Los «conspiradores», por lo tanto, se reúnen aquí hoy, y a partir de ahora una serie de días, no para formular conmemoraciones vacías. Podría haber el peligro, se podría pensar que, dada la gran distancia de tiempo que ya nos separa del Valle-Inclán vivo que escribía, estas conmemoraciones muy justas por otra parte serían sin embargo tardías. Conmemoraciones muy justas y reconocimientos y recuperaciones. Porque, al fin y al cabo, era un autor nuestro. En España -hay que reconocerlo- se han venido haciendo ya desde hace bastantes años y hasta quizá décadas, de una manera por supuesto incompleta, esporádica, pero lo bastante intensa y tenaz como para saber que hoy, incluso para buena parte del gran público español, Valle-Inclán ya no es alguien por el que haya que conspirar a favor; pero en el extranjero todavía sí, porque inevitablemente reciben nuestras cosas con un cierto retraso, con un cierto filtro.

Pues bien, podríamos tener el temor, pensar que existe el peligro de que un hombre de cuyo nacimiento nos separan algo así como ciento veintitantos años -nació en los años 60 del siglo pasado-, de que un hombre cuyas obras cimeras están escritas en las décadas de los años veinte y treinta, por muy grande que fuera sería, sin embargo, la tardía y en cierto modo, por lo tanto, irremediable recuperación incompleta de algo que ya no nos podía decir lo que debió decir en su momento y que por incompetencia y torpeza de nuestra sociedad no pudo llegar a insuflar en sus compatriotas. Pero no es así. La altura creadora, literaria y teatral de Don Ramón es tan enorme que a pesar de todos esos años transcurridos, aquí está su teatro, tan vivo o más que nunca. Esto da una gran vitalidad al Simposio en el que estamos y, por supuesto, lo justifica plenamente.

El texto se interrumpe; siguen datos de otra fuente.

//! Move Menu Component
//!
//! Touch fallback for dragging: lists the four stages for one card.

use leptos::ev;
use leptos::prelude::*;

use crate::models::Stage;

#[component]
pub fn MoveMenu(
    current: Stage,
    #[prop(into)] on_move: Callback<Stage>,
    #[prop(into)] on_close: Callback<()>,
) -> impl IntoView {
    // Any click that reaches the window closes the menu
    let handle = window_event_listener(ev::click, move |_| on_close.run(()));
    on_cleanup(move || handle.remove());

    view! {
        <div id="mobileTaskActions" class="move-menu" on:click=|ev| ev.stop_propagation()>
            <span class="move-menu-title">"Move To"</span>
            {Stage::ALL
                .into_iter()
                .map(|stage| {
                    view! {
                        <button
                            class="move-menu-option"
                            class:current={stage == current}
                            on:click=move |ev| {
                                ev.stop_propagation();
                                on_move.run(stage);
                                on_close.run(());
                            }
                        >
                            {stage.label()}
                        </button>
                    }
                })
                .collect_view()}
        </div>
    }
}
use std::sync::Arc;

use pronet_db::Database;
use pronet_db::models::ConnectionRow;
use pronet_types::models::{Connection, ConnectionStatus, Decision};
use tracing::{info, warn};
use uuid::Uuid;

use crate::eligibility::Eligibility;
use crate::error::{CoreError, Result};
use crate::{parse_db_time, parse_db_uuid};

/// The connection request lifecycle: NoEdge → Pending → Accepted | Declined.
/// Accepted and Declined are terminal; a declined edge stays behind as a
/// tombstone and never blocks a later request.
#[derive(Clone)]
pub struct ConnectionService {
    db: Arc<Database>,
    eligibility: Eligibility,
}

impl ConnectionService {
    pub fn new(db: Arc<Database>, eligibility: Eligibility) -> Self {
        Self { db, eligibility }
    }

    /// Creates a pending edge requester → target.
    ///
    /// Fails with `DuplicateRequest` while a pending or accepted edge exists
    /// between the pair (either direction), and with `CapacityExceeded` when
    /// the eligibility rules refuse the requester. The final duplicate check
    /// and the insert run as one store transaction, so two concurrent
    /// requesters cannot both get an edge in.
    pub fn send_request(&self, requester: Uuid, target: Uuid) -> Result<Connection> {
        let requester_key = requester.to_string();
        let target_key = target.to_string();

        if self.db.find_live_connection(&requester_key, &target_key)?.is_some() {
            return Err(CoreError::DuplicateRequest);
        }

        if !self.eligibility.can_request(requester, target)? {
            return Err(CoreError::CapacityExceeded);
        }

        let id = Uuid::new_v4();
        let inserted =
            self.db
                .insert_connection_if_no_live_edge(&id.to_string(), &requester_key, &target_key)?;
        if !inserted {
            // Lost the race to another request for the same pair.
            return Err(CoreError::DuplicateRequest);
        }

        info!(%requester, %target, connection_id = %id, "connection request created");
        self.get_required(id)
    }

    /// Moves a pending edge addressed to `responder` into a terminal state.
    /// Single-shot: once the edge has left Pending, further calls see
    /// `NotFound`.
    pub fn respond(&self, responder: Uuid, connection_id: Uuid, decision: Decision) -> Result<Connection> {
        let row = self
            .db
            .get_connection(&connection_id.to_string())?
            .ok_or(CoreError::NotFound)?;

        if parse_db_uuid(&row.target_id, "connection") != responder {
            return Err(CoreError::Forbidden);
        }
        if row.status != ConnectionStatus::Pending.as_str() {
            return Err(CoreError::NotFound);
        }

        let status = decision.terminal_status();
        let moved = self.db.set_connection_status_if_pending(
            &connection_id.to_string(),
            &responder.to_string(),
            status.as_str(),
        )?;
        if !moved {
            // Another respond won between our read and the update.
            return Err(CoreError::NotFound);
        }

        info!(%responder, %connection_id, status = status.as_str(), "connection request decided");
        self.get_required(connection_id)
    }

    /// The friend list: accepted edges with `user` at either endpoint,
    /// regardless of who originally asked.
    pub fn list_accepted(&self, user: Uuid) -> Result<Vec<Connection>> {
        let rows = self.db.accepted_connections_of(&user.to_string())?;
        Ok(rows.into_iter().map(connection_from_row).collect())
    }

    /// Incoming requests still awaiting this user's decision.
    pub fn list_pending_for(&self, user: Uuid) -> Result<Vec<Connection>> {
        let rows = self.db.pending_requests_for(&user.to_string())?;
        Ok(rows.into_iter().map(connection_from_row).collect())
    }

    fn get_required(&self, id: Uuid) -> Result<Connection> {
        let row = self.db.get_connection(&id.to_string())?.ok_or(CoreError::NotFound)?;
        Ok(connection_from_row(row))
    }
}

fn connection_from_row(row: ConnectionRow) -> Connection {
    let status = ConnectionStatus::parse(&row.status).unwrap_or_else(|| {
        warn!("Corrupt status '{}' on connection '{}'", row.status, row.id);
        ConnectionStatus::Pending
    });

    Connection {
        id: parse_db_uuid(&row.id, "connection"),
        requester_id: parse_db_uuid(&row.requester_id, "connection"),
        target_id: parse_db_uuid(&row.target_id, "connection"),
        status,
        created_at: parse_db_time(&row.created_at, "connection"),
        decided_at: row.decided_at.as_deref().map(|t| parse_db_time(t, "connection")),
    }
}
pub mod models;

La vitalidad de Don Ramón, la vigencia de Don Ramón es incuestionable. Una de las maneras, digamos irónica, por la cual vemos lo incuestionable que es, se refiere a cómo su estética o sus estéticas y los problemas estructurales de su teatro, siguen causando discusiones interminables y, en el terreno propiamente operativo, enormes discrepancias o insatisfacciones o, ¿por qué no?, errores en algunos de los que montan algunas de sus obras. Es decir, es un gran autor pero, justamente por su grandeza, un autor muy difícil. Sus últimos secretos no se han revelado y probablemente nunca se revelarán.

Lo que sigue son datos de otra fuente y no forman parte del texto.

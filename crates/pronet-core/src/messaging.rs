use std::sync::Arc;
use std::time::Duration;

use chrono::Utc;
use pronet_db::Database;
use pronet_db::models::MessageRow;
use pronet_types::models::Message;
use tracing::{info, warn};
use uuid::Uuid;

use crate::error::{CoreError, Result};
use crate::{parse_db_time, parse_db_uuid};

pub const MAX_MESSAGE_CHARS: usize = 500;

/// Per-user message store with independent soft-delete per party. A row is
/// only ever hidden, never removed, while either side can still see it.
#[derive(Clone)]
pub struct MessagingService {
    db: Arc<Database>,
}

impl MessagingService {
    pub fn new(db: Arc<Database>) -> Self {
        Self { db }
    }

    /// Stores a message with both delete flags unset. Ids come from the
    /// store's monotonic sequence.
    pub fn send(&self, sender: Uuid, receiver: Uuid, body: &str) -> Result<Message> {
        if sender == receiver {
            return Err(CoreError::InvalidArgument(
                "cannot send a message to yourself".into(),
            ));
        }
        self.ensure_exists(sender)?;
        self.ensure_exists(receiver)?;
        if body.chars().count() > MAX_MESSAGE_CHARS {
            return Err(CoreError::MessageTooLong);
        }

        let id = self.db.next_sequence_value("messages")?;
        let sent_at = Utc::now();
        self.db.insert_message(
            id,
            &sender.to_string(),
            &receiver.to_string(),
            body,
            &sent_at.to_rfc3339(),
        )?;

        info!(%sender, %receiver, message_id = id, "message stored");
        Ok(Message {
            id,
            sender_id: sender,
            receiver_id: receiver,
            body: body.to_string(),
            sent_at,
        })
    }

    /// The combined messages view: everything the user received and has not
    /// deleted, plus everything the user sent and has not deleted. Inbox and
    /// outbox are deliberately one list — a single visibility predicate, not
    /// two screens.
    pub fn list_messages(&self, user: Uuid) -> Result<Vec<Message>> {
        let rows = self.db.visible_messages_for(&user.to_string())?;
        Ok(rows.into_iter().map(message_from_row).collect())
    }

    /// Hides the message from `user`'s view only. The other party's
    /// visibility is untouched.
    pub fn delete(&self, user: Uuid, message_id: i64) -> Result<()> {
        let row = self.db.get_message(message_id)?.ok_or(CoreError::NotFound)?;
        let user_key = user.to_string();

        let for_sender = if row.sender_id == user_key {
            true
        } else if row.receiver_id == user_key {
            false
        } else {
            return Err(CoreError::Forbidden);
        };

        self.db.mark_message_deleted(message_id, for_sender)?;
        Ok(())
    }

    /// Physically removes messages both parties have deleted. Safe to call
    /// at any time; visible rows are never touched.
    pub fn purge_deleted(&self) -> Result<usize> {
        let removed = self.db.purge_deleted_messages()?;
        Ok(removed)
    }

    /// Background task that prunes fully deleted messages on an interval.
    pub async fn run_purge_loop(&self, interval_secs: u64) {
        let mut interval = tokio::time::interval(Duration::from_secs(interval_secs));

        loop {
            interval.tick().await;

            match self.purge_deleted() {
                Ok(count) => {
                    if count > 0 {
                        info!("Purge: removed {} fully deleted messages", count);
                    }
                }
                Err(e) => {
                    warn!("Purge error: {}", e);
                }
            }
        }
    }

    fn ensure_exists(&self, user: Uuid) -> Result<()> {
        if self.db.get_user_by_id(&user.to_string())?.is_none() {
            return Err(CoreError::InvalidArgument(format!("unknown user: {user}")));
        }
        Ok(())
    }
}

fn message_from_row(row: MessageRow) -> Message {
    Message {
        id: row.id,
        sender_id: parse_db_uuid(&row.sender_id, "message"),
        receiver_id: parse_db_uuid(&row.receiver_id, "message"),
        body: row.body,
        sent_at: parse_db_time(&row.sent_at, "message"),
    }
}
pub mod connections;
pub mod eligibility;
pub mod error;
pub mod messaging;
pub mod users;

pub use error::{CoreError, Result};

use chrono::{DateTime, NaiveDateTime, Utc};
use tracing::warn;
use uuid::Uuid;

pub(crate) fn parse_db_time(raw: &str, context: &str) -> DateTime<Utc> {
    raw.parse::<DateTime<Utc>>()
        .or_else(|_| {
            // SQLite stores datetime('now') as "YYYY-MM-DD HH:MM:SS" without
            // timezone. Parse as naive UTC and convert.
            NaiveDateTime::parse_from_str(raw, "%Y-%m-%d %H:%M:%S").map(|ndt| ndt.and_utc())
        })
        .unwrap_or_else(|e| {
            warn!("Corrupt timestamp '{}' on {}: {}", raw, context, e);
            DateTime::default()
        })
}

pub(crate) fn parse_db_uuid(raw: &str, context: &str) -> Uuid {
    raw.parse().unwrap_or_else(|e| {
        warn!("Corrupt id '{}' on {}: {}", raw, context, e);
        Uuid::default()
    })
}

Toda la teoría de la teoría del «esperpento» está constantemente en revisión. En alguna ocasión yo me permití escribir, en algún lado, que el esperpento de Valle-Inclán era bueno porque no era absoluto. Esto, que a primera vista podría parecer como una especie de tentativa de echarle agua al vino del «esperpento», no era tal. Muy al contrario, de lo que se trataba era de filtrar con toda exactitud y de paladear con el mayor acierto posible ese vino extraordinario que es el «esperpento», en el cual la falta de absoluto desaforamiento hace que por él pueda filtrarse la verdadera estatura, trágica a veces, de alguno de los personajes, sin la cual el «esperpento» realmente no pasaría de ser una farsa y hasta una enorme farsa, pero no un «esperpento». Bien: esto es una opinión personal y queda sometida, como todas las demás, a la discusión interminable de qué es y qué no es y qué debiera ser o qué deberíamos entender por «esperpento». Pero esa discusión interminable ahí sigue, buena prueba de lo vivo que está este género que Valle Inclán promovió.

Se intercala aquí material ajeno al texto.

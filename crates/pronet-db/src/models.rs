/// Database row types — these map directly to SQLite rows.
/// Distinct from the pronet-types domain models to keep the DB layer
/// independent.

pub struct UserRow {
    pub id: String,
    pub username: String,
    pub password: String,
    pub email: Option<String>,
    pub name: Option<String>,
    pub date_of_birth: Option<String>,
    pub created_at: String,
}

pub struct ConnectionRow {
    pub id: String,
    pub requester_id: String,
    pub target_id: String,
    pub status: String,
    pub created_at: String,
    pub decided_at: Option<String>,
}

pub struct MessageRow {
    pub id: i64,
    pub sender_id: String,
    pub receiver_id: String,
    pub body: String,
    pub sent_at: String,
    pub sender_deleted: bool,
    pub receiver_deleted: bool,
}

Esto, por lo que se refiere a uno de los aspectos clave de su estética; pero la palabra estética me lleva inevitablemente a otra y me lleva también a esta otra en razón de actualidad, porque todos sabemos que en nuestro tiempo y concretamente en nuestra circunstancia española de hoy, hay una cierta propensión, bastante extendida, a valorar, en el teatro se entiende, todo lo que sea experimentación, audacia y novedad formal y estética, considerando como obsoleta -según dicen ahora- toda implicación de carácter crítico o ético. Me parece que en esta Valle-Inclán sabía también bastante más que algunos apresurados enterradores de fórmulas de nuestro tiempo, porque Valle-Inclán fue un artista extraordinario, un innovador desde el punto de vista estética extraordinario, pero fue también un crítico implacable y si la palabra no les parece a ustedes demasiado atrevida -yo creo que no lo es en absoluto- y hasta puede que algún estudioso la haya dicho antes que yo, fue, a la manera como debe ser, claro está, en el ámbito del teatro, un formidable moralista. El teatro de Valle-Inclán, suprema consecución estética, es también una suprema consecución de un moralismo bien entendido dentro del instrumento que llamamos: «expresión teatral». Todas estas cosas, evidentemente, me parece a mí que acreditan la vigencia inagotable de Don Ramón y entonces, ante este Simposio que iniciamos, yo me limito a decirles a ustedes: ¡Adelante! A Valle-Inclán, porque está vivo, hay que seguir estudiándole inagotablemente, ya que él es inagotable.

A los queridos «conspiradores» de fuera, a los queridos «conspiradores» de dentro, vaya mi palabra de aliento en el sentido de seguir conspirando en conspiración franca, ya digo a favor de la causa -«cruzados de la causa»- de un Valle-Inclán que debe ser en el mundo una figura señera y todavía no lo es.

No sé si para quitar algo de solemnidad, el tema la hacía hasta cierto punto inevitable, quede, muy oportuna o no, una pequeñísima anécdota. Tiene poco que ver con lo que les acabo de decir; bueno, algo sí tiene que ver. Se la contaré a ustedes simplemente. Yo nunca hablé con Don Ramón. Lo vi pasar varias veces por la calle en Madrid; lo miraba pero nunca me atrevía a hablar con él. Entonces éramos mucho más tímidos para esas cosas. Pero una noche que yo iba hacia la Cibeles, en el paseo de Recoletos, allí, de pie, estaba Don Ramón, hablando, con su capa color tabaco inconfundible. Estaba hablando con dos obreros, dos obreros inconfundibles, incluso de blusa, de las blusas que antes algunos de ellos llevaban, que le escuchaban con gran atención. Yo pasé a su lado, de largo, naturalmente. No quise pararme por discreción pero pude llegar a oírle a Don Ramón -esto os juro que es auténtico- que peroraba ante los dos obreros: «Porque la revolución social...»; fue la única frase que llegué a captar. Bien, yo seguí y ya no oí más. No eran exactamente preocupaciones estéticas, sino también críticas y éticas las que sin duda alguna animaban los últimos años de Don Ramón del Valle-Inclán. ¡Adelante con el Simposio! Muchas gracias.